* _WORK ORDER_
Based on the entries below, how many lines contain the word "filename"? Respond with only the number.
[STUDY MATERIAL Boundary: Start]
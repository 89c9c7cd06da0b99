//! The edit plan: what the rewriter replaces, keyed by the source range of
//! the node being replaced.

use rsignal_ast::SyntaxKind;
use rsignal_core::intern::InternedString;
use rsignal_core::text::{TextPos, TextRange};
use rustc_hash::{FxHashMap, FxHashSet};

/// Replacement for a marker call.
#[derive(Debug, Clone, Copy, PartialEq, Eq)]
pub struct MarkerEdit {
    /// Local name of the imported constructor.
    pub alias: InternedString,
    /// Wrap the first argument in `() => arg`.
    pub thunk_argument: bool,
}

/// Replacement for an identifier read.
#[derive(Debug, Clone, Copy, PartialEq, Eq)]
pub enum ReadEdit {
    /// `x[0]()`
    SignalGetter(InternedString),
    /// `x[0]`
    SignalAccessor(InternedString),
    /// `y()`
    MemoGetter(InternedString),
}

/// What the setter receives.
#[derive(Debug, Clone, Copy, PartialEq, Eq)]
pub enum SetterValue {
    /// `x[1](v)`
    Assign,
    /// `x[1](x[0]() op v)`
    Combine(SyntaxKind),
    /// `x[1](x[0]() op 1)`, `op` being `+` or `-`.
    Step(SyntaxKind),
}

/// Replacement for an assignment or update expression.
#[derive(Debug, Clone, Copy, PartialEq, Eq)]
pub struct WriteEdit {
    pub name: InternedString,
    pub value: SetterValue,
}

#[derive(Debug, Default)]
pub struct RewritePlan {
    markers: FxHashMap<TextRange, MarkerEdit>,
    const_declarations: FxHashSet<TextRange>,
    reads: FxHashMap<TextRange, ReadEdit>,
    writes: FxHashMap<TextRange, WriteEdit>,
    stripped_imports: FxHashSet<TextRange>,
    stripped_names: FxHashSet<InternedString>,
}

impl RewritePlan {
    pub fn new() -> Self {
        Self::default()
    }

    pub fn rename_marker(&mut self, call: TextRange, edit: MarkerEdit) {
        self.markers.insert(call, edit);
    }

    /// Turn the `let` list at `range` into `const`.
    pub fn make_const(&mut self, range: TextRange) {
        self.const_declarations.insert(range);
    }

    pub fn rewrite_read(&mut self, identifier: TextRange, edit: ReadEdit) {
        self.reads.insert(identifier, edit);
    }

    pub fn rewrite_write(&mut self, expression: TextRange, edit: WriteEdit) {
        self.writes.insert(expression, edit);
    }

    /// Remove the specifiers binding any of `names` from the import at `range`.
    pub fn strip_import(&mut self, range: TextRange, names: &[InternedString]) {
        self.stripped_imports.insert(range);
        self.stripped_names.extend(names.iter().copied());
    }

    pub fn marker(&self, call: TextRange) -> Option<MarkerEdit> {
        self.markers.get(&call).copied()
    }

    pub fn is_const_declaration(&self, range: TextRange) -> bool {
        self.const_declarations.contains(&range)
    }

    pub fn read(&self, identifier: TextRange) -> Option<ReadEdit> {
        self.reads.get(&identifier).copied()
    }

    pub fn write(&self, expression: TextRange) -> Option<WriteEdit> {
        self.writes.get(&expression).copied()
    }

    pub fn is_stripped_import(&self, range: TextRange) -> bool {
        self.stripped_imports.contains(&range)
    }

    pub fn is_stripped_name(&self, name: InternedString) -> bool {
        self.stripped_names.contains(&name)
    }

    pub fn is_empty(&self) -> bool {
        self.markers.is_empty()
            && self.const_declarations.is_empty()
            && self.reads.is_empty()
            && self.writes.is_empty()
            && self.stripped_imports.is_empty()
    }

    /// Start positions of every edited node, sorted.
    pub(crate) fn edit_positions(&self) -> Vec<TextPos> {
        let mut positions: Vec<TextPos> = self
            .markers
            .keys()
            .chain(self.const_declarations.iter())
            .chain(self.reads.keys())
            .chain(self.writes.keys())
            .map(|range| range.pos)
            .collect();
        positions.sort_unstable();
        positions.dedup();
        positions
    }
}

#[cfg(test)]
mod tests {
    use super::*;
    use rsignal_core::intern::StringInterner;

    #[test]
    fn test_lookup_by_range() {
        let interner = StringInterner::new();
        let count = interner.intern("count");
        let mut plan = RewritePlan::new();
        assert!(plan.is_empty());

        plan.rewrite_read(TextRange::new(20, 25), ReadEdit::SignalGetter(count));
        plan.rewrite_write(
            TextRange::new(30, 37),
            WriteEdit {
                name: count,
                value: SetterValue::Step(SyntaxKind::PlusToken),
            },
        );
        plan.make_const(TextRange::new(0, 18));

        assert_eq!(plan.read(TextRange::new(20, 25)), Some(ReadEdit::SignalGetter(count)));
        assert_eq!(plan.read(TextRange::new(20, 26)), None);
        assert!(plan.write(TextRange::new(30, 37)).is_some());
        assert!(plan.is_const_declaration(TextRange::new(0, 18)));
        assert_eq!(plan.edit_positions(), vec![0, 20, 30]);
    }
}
[STUDY MATERIAL Boundary: End]
[STUDY MATERIAL Boundary: Start]
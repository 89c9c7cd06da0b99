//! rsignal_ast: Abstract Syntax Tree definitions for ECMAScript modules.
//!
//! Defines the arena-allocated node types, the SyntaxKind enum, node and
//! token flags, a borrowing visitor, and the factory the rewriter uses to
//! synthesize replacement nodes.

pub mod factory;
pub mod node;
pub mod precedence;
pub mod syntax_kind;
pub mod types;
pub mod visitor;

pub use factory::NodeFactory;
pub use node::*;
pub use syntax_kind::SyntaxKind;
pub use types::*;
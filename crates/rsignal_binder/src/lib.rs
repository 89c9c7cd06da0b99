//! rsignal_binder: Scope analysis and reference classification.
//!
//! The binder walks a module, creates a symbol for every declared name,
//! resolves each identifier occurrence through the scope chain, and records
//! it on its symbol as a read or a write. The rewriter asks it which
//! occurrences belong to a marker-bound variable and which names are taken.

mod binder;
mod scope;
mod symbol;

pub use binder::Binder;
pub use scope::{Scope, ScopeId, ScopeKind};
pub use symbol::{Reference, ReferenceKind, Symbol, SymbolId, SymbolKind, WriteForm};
[STUDY MATERIAL Boundary: End]
[STUDY MATERIAL Boundary: Start]
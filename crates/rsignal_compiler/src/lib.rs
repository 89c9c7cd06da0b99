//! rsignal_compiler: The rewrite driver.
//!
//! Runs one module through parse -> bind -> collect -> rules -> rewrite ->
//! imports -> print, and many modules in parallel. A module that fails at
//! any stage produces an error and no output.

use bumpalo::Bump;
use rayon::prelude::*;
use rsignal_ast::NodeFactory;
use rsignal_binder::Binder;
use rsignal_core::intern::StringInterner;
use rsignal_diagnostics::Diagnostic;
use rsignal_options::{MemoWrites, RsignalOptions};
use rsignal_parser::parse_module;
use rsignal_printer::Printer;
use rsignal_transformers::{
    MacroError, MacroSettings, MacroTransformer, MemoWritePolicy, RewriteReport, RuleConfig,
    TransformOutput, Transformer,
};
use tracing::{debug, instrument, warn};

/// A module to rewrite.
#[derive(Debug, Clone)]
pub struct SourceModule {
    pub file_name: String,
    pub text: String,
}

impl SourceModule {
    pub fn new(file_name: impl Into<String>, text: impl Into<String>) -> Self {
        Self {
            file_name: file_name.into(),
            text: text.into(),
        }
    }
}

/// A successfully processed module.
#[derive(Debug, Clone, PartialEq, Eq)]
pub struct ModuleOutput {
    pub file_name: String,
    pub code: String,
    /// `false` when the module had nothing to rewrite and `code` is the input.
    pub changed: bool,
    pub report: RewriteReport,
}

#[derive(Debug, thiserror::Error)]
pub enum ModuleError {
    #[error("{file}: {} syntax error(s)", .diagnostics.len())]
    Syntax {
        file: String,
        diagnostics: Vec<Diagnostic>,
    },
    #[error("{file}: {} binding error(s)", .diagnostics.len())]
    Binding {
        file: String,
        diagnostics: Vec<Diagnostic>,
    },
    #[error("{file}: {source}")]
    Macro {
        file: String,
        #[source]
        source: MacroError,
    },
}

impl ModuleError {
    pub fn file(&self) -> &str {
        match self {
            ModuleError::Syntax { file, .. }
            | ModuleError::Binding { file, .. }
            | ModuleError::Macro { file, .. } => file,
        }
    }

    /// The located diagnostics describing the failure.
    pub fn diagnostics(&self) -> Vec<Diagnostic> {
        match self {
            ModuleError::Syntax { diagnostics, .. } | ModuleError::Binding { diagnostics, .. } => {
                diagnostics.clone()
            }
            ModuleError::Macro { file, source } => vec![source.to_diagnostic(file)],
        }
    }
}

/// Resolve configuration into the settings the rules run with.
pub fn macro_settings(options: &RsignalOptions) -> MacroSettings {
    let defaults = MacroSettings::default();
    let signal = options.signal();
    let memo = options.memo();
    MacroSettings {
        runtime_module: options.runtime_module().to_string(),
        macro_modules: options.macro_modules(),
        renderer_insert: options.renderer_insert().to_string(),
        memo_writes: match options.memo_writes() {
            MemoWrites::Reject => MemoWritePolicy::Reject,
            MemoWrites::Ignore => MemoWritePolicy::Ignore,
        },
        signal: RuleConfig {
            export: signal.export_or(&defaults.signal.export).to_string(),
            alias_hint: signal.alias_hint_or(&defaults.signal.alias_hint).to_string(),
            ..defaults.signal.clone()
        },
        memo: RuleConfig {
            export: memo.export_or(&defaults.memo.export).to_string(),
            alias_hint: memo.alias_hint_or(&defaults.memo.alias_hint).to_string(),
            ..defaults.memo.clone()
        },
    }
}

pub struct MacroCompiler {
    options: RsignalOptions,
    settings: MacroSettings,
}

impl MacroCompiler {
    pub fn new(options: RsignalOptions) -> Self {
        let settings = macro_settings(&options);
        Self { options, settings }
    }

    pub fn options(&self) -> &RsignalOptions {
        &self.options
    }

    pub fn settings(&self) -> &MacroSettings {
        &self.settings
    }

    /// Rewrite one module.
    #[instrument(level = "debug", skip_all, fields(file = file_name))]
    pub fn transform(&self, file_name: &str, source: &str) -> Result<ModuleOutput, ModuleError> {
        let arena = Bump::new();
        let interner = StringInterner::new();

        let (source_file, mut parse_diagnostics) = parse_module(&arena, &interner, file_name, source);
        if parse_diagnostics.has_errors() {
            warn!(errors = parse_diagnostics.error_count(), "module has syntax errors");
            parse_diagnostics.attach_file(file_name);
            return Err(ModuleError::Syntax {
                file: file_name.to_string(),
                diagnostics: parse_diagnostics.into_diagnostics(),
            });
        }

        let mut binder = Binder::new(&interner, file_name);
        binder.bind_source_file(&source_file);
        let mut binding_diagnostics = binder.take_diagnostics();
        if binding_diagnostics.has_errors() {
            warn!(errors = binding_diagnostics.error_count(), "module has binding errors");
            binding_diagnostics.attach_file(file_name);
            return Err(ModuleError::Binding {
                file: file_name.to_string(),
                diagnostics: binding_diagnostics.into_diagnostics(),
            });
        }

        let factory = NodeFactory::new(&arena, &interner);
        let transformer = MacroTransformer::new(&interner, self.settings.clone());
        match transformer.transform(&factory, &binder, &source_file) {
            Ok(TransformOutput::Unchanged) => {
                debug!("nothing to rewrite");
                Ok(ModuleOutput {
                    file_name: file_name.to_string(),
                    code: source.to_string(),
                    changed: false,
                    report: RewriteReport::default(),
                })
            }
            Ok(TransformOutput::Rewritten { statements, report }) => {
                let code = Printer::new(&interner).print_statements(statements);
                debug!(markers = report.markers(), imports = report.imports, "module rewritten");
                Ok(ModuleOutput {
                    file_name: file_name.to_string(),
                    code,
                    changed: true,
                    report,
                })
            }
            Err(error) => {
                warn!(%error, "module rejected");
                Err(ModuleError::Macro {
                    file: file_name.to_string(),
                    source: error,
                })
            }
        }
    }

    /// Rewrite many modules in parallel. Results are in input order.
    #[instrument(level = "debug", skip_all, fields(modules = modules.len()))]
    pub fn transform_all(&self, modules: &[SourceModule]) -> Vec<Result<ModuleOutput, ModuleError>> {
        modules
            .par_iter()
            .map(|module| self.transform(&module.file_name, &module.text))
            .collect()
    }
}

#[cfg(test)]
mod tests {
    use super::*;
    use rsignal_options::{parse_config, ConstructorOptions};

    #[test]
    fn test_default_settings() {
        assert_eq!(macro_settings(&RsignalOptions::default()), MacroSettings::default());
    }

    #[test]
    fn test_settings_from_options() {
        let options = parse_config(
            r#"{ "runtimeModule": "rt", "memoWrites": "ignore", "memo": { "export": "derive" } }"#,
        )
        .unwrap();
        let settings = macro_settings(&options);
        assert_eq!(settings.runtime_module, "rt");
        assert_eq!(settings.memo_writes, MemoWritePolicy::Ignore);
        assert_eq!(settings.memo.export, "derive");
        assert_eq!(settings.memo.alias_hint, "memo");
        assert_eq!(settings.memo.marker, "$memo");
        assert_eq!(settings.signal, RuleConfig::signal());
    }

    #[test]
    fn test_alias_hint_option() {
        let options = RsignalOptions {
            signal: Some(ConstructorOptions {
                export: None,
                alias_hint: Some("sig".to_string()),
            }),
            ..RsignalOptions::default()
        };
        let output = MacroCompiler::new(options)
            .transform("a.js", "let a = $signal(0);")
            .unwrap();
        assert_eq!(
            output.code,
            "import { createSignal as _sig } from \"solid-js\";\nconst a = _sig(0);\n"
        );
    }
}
[STUDY MATERIAL Boundary: End]
* _OUTPUT_
2